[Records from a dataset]
—————

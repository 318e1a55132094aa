//! Filter Engine
//!
//! Pure predicates deciding whether a record belongs to the visible set.
//!
//! A record is visible iff it passes the global free-text query AND every
//! active column filter (logical AND across all non-empty filters). Filters
//! never mutate records and never error: a value that cannot be interpreted
//! for a filter simply fails that filter.

use std::collections::BTreeMap;

use chrono::NaiveDate;

use crate::column::{find_column, CellValue, ColumnDescriptor};
use crate::entity::Entity;

/// Wildcard equality value meaning "no constraint"
const MATCH_ALL: &str = "all";

/// One column-scoped filter
#[derive(Debug, Clone, PartialEq)]
pub enum ColumnFilter {
    /// Categorical equality against the cell's string form; empty or `"all"`
    /// imposes no constraint
    Equals(String),

    /// Inclusive day-granularity range; an absent bound imposes no
    /// constraint on that side
    DateRange {
        start: Option<NaiveDate>,
        end: Option<NaiveDate>,
    },
}

impl ColumnFilter {
    /// Whether the filter actually constrains anything
    pub fn is_active(&self) -> bool {
        match self {
            Self::Equals(v) => !v.is_empty() && v != MATCH_ALL,
            Self::DateRange { start, end } => start.is_some() || end.is_some(),
        }
    }
}

/// The full filter state of one screen
///
/// Held explicitly by the owning screen and passed into `view` — the engine
/// keeps no hidden filter state between calls.
#[derive(Debug, Clone, Default, PartialEq)]
pub struct FilterState {
    /// Free-text query matched case-insensitively against each record's
    /// searchable fields
    pub query: String,

    /// Column-scoped filters keyed by column id (keys unique, order
    /// irrelevant)
    pub columns: BTreeMap<String, ColumnFilter>,
}

impl FilterState {
    pub fn new() -> Self {
        Self::default()
    }

    /// Set the global query
    pub fn with_query(mut self, query: impl Into<String>) -> Self {
        self.query = query.into();
        self
    }

    /// Set or replace one column filter
    pub fn with_column(mut self, column_id: impl Into<String>, filter: ColumnFilter) -> Self {
        self.columns.insert(column_id.into(), filter);
        self
    }

    /// Drop one column filter
    pub fn clear_column(&mut self, column_id: &str) {
        self.columns.remove(column_id);
    }

    /// Whether any constraint is active at all
    pub fn is_active(&self) -> bool {
        !self.query.is_empty() || self.columns.values().any(ColumnFilter::is_active)
    }
}

/// Does the record match the global free-text query?
///
/// An empty query matches everything; otherwise any searchable field
/// containing the query case-insensitively matches.
pub fn matches_query<E: Entity>(record: &E, query: &str) -> bool {
    if query.is_empty() {
        return true;
    }

    let needle = query.to_lowercase();
    record
        .search_haystack()
        .iter()
        .any(|field| field.to_lowercase().contains(&needle))
}

/// Does a cell value satisfy one column filter?
pub fn matches_column(value: &CellValue, filter: &ColumnFilter) -> bool {
    if !filter.is_active() {
        return true;
    }

    match filter {
        ColumnFilter::Equals(expected) => value.render() == *expected,

        ColumnFilter::DateRange { start, end } => {
            // A bound is set but the record value is not a date → excluded
            let Some(day) = value.as_day() else {
                return false;
            };

            if let Some(start) = start {
                if day < *start {
                    return false;
                }
            }
            if let Some(end) = end {
                if day > *end {
                    return false;
                }
            }
            true
        }
    }
}

/// Does the record pass the full filter state?
///
/// A filter referencing a column id with no descriptor cannot be evaluated
/// and imposes no constraint.
pub fn matches<E: Entity>(
    record: &E,
    columns: &[ColumnDescriptor<E>],
    state: &FilterState,
) -> bool {
    if !matches_query(record, &state.query) {
        return false;
    }

    state.columns.iter().all(|(column_id, filter)| {
        match find_column(columns, column_id) {
            Some(column) => matches_column(&column.value_of(record), filter),
            None => true,
        }
    })
}

/// Produce the visible subset of a collection, order preserved
///
/// Pure: the input collection is not mutated and every included record is a
/// clone of the original, field for field.
pub fn apply<E: Entity>(
    collection: &[E],
    columns: &[ColumnDescriptor<E>],
    state: &FilterState,
) -> Vec<E> {
    collection
        .iter()
        .filter(|record| matches(*record, columns, state))
        .cloned()
        .collect()
}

—————

The lines running from the start of the data through the one that contains "One column-scoped filter" should be reproduced exactly, and only those.

● Answer to this task
repository 318e1a55132094aa
//! Filter Engine
//!
//! Pure predicates deciding whether a record belongs to the visible set.
//!
//! A record is visible iff it passes the global free-text query AND every
//! active column filter (logical AND across all non-empty filters). Filters
//! never mutate records and never error: a value that cannot be interpreted
//! for a filter simply fails that filter.

use std::collections::BTreeMap;

use chrono::NaiveDate;

use crate::column::{find_column, CellValue, ColumnDescriptor};
use crate::entity::Entity;

/// Wildcard equality value meaning "no constraint"
const MATCH_ALL: &str = "all";

/// One column-scoped filter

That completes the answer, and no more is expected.